[PROBLEM DESCRIPTION] Using the listing below, copy exactly the lines from the one containing "module ties the" to the one containing "pub const VERSION: &str", both lines included, and no others.

[DATASET ENTRIES]
--------

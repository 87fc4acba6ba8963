//! Asphalt - road surface quality for Polish voivodeships
//!
//! This library fetches tertiary and unclassified roads for one region at a
//! time from the Overpass API, caches them on disk, and reconciles them onto
//! a map surface styled by their OpenStreetMap `smoothness` tag. A single
//! road's smoothness can be corrected through the OpenStreetMap API.
//!
//! # High-Level API
//!
//! The [`coordinator`] module ties the pieces together:
//!
//! ```ignore
//! use asphalt::cache::RegionCache;
//! use asphalt::coordinator::Coordinator;
//! use asphalt::overpass::{FetcherConfig, RegionFetcher, ReqwestTransport};
//! use asphalt::render::{RecordingCanvas, RenderConfig, RenderEngine};
//!
//! let fetcher = RegionFetcher::new(ReqwestTransport::new(&user_agent)?, FetcherConfig::default());
//! let cache = RegionCache::open(config.cache_config())?;
//! let engine = RenderEngine::new(RecordingCanvas::new(), RenderConfig::default());
//! let coordinator = Coordinator::new(fetcher, Box::new(cache), engine);
//!
//! let outcome = coordinator.refresh_region(&"opolskie".into()).await;
//! println!("{}", outcome.message());
//! ```

pub mod cache;
pub mod config;
pub mod coordinator;
pub mod logging;
pub mod osm;
pub mod overpass;
pub mod region;
pub mod render;
pub mod road;

/// Version of the Asphalt library and CLI.
///
/// This is synchronized across all components in the workspace.
/// The version is defined in `Cargo.toml` and injected at compile time.
pub const VERSION: &str = env!("CARGO_PKG_VERSION");

/// User agent sent to Overpass and the OpenStreetMap API.
pub fn user_agent() -> String {
    format!("AsphaltPremium/{}", VERSION)
}
//! Durable per-region cache of fetched road collections.
//!
//! One JSON file per region, expiry by write timestamp, and a storage quota
//! that is recovered by evicting the oldest half of the entries.

mod clock;
mod disk;
mod disk_eviction;
mod stats;
mod r#trait;
mod types;

pub use clock::{Clock, ManualClock, SystemClock};
pub use disk::RegionCache;
pub use disk_eviction::EvictionResult;
pub use r#trait::{NoOpStore, RegionStore};
pub use stats::{format_age, format_data_size, CacheStats, EntryStats};
pub use types::{
    CacheConfig, CacheEntry, CacheError, DEFAULT_MAX_AGE_DAYS, DEFAULT_QUOTA_BYTES, FORMAT_VERSION,
};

--------

[RESPONSE AREA]
//! The [`coordinator`] module ties the pieces together:
//!
//! ```ignore
//! use asphalt::cache::RegionCache;
//! use asphalt::coordinator::Coordinator;
//! use asphalt::overpass::{FetcherConfig, RegionFetcher, ReqwestTransport};
//! use asphalt::render::{RecordingCanvas, RenderConfig, RenderEngine};
//!
//! let fetcher = RegionFetcher::new(ReqwestTransport::new(&user_agent)?, FetcherConfig::default());
//! let cache = RegionCache::open(config.cache_config())?;
//! let engine = RenderEngine::new(RecordingCanvas::new(), RenderConfig::default());
//! let coordinator = Coordinator::new(fetcher, Box::new(cache), engine);
//!
//! let outcome = coordinator.refresh_region(&"opolskie".into()).await;
//! println!("{}", outcome.message());
//! ```

pub mod cache;
pub mod config;
pub mod coordinator;
pub mod logging;
pub mod osm;
pub mod overpass;
pub mod region;
pub mod render;
pub mod road;

/// Version of the Asphalt library and CLI.
///
/// This is synchronized across all components in the workspace.
/// The version is defined in `Cargo.toml` and injected at compile time.
pub const VERSION: &str = env!("CARGO_PKG_VERSION");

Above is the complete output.